── DATA UNDER STUDY ──
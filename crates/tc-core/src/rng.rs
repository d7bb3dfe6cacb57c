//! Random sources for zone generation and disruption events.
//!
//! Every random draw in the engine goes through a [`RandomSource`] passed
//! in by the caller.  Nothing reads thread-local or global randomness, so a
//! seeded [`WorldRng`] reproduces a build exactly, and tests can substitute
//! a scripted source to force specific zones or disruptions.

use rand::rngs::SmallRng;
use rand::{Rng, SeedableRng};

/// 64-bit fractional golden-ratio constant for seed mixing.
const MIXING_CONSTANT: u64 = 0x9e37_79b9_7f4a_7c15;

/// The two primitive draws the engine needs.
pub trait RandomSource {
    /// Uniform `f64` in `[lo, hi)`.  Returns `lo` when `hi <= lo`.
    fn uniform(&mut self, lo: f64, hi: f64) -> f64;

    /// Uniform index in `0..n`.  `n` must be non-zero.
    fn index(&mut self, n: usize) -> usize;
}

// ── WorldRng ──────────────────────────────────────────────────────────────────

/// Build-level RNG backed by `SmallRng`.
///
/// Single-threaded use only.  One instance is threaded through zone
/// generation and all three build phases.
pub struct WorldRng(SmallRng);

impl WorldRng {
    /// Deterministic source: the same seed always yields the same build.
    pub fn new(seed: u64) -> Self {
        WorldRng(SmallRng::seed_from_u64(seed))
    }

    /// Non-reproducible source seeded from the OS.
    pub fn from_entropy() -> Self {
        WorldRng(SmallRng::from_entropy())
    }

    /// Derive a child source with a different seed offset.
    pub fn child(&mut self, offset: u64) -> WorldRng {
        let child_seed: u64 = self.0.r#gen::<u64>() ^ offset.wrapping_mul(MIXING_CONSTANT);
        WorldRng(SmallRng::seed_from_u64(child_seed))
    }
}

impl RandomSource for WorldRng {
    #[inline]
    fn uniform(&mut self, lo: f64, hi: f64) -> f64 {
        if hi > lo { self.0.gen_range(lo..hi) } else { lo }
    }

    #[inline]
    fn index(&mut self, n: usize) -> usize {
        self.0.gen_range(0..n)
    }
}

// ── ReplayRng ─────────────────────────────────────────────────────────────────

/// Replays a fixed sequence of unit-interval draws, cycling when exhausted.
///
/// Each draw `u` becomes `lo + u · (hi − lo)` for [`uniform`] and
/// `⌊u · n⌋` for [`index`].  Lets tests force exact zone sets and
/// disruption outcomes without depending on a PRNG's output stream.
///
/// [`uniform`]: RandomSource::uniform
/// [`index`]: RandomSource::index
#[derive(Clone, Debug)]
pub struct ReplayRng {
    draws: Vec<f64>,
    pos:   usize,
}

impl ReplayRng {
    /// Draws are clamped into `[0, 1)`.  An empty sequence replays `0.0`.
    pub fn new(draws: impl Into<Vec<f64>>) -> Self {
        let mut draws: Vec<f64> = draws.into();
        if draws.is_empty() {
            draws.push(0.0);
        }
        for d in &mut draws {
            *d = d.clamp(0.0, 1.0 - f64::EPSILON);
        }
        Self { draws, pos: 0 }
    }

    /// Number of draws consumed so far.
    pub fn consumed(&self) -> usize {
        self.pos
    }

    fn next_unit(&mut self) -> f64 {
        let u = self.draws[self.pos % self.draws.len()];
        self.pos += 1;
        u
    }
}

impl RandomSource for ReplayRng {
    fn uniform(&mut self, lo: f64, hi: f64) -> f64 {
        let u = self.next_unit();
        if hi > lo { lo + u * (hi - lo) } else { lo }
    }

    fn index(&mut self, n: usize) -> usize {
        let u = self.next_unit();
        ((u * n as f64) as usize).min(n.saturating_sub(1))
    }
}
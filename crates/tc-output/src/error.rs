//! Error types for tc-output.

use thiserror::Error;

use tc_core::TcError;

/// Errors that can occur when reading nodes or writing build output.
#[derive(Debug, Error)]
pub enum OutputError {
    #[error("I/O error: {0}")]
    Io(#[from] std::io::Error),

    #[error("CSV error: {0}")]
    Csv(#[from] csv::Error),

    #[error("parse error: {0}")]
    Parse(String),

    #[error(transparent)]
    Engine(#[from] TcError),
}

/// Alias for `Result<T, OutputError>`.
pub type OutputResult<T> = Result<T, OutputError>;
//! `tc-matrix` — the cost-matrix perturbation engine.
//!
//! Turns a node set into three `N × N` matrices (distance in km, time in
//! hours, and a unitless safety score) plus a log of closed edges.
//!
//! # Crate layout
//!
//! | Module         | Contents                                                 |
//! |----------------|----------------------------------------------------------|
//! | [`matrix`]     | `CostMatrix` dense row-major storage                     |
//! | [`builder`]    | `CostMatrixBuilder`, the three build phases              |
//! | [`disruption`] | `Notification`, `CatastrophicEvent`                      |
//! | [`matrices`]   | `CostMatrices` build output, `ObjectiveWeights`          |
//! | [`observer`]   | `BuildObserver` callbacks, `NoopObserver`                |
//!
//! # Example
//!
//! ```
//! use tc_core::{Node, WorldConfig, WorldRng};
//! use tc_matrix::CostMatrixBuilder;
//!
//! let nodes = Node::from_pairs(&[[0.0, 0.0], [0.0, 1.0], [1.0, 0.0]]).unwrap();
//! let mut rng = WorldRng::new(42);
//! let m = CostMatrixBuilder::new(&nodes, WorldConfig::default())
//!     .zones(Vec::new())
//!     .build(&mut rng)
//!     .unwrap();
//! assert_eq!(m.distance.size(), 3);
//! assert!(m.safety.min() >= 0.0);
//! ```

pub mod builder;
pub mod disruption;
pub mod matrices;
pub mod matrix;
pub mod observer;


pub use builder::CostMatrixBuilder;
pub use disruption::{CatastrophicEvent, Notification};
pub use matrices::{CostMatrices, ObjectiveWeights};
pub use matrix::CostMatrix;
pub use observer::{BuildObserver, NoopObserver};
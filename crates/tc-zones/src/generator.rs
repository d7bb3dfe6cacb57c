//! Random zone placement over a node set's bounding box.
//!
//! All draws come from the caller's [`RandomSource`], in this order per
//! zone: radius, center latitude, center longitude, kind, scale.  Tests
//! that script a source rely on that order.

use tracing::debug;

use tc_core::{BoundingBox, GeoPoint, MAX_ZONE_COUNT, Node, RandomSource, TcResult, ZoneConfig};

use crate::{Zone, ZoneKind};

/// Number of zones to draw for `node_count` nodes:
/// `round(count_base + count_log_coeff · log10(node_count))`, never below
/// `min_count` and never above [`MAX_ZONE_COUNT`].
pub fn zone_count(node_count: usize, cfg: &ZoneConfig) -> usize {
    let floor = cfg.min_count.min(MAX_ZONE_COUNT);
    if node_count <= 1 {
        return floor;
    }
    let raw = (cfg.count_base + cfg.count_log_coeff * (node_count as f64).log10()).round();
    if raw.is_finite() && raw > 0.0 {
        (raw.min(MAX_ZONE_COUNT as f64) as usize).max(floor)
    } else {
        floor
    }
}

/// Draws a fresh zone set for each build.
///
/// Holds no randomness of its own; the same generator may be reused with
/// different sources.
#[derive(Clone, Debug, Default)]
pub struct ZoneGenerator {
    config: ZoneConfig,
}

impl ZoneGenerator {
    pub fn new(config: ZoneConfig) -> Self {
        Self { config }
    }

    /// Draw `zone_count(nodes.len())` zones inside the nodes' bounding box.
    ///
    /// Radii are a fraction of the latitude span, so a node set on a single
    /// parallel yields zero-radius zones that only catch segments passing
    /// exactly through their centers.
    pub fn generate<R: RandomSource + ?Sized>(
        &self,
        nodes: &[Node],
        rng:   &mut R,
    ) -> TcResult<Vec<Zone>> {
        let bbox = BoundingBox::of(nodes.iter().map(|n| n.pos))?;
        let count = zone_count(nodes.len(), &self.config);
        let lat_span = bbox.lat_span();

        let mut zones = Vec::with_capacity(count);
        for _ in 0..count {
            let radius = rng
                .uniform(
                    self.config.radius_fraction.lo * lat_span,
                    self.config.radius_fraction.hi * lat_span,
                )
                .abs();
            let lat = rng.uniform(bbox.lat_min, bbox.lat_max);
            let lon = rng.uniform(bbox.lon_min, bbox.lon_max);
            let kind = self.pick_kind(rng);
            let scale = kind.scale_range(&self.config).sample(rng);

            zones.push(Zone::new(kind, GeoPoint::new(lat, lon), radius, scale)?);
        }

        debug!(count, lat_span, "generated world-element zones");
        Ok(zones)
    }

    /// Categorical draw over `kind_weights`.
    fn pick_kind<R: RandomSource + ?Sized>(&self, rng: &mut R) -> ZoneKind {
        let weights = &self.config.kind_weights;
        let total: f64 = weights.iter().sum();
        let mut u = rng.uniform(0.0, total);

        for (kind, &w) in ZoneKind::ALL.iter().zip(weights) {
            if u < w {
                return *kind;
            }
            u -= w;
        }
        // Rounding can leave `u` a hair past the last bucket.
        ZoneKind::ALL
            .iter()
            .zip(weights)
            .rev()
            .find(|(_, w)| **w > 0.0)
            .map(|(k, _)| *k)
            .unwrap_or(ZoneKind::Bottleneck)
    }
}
───
▶ [WORK REQUEST]: Every line above with the string "only" in it needs to be copied.

▶ [RESPONSE BOX]:
/// Single-threaded use only.  One instance is threaded through zone
    /// parallel yields zero-radius zones that only catch segments passing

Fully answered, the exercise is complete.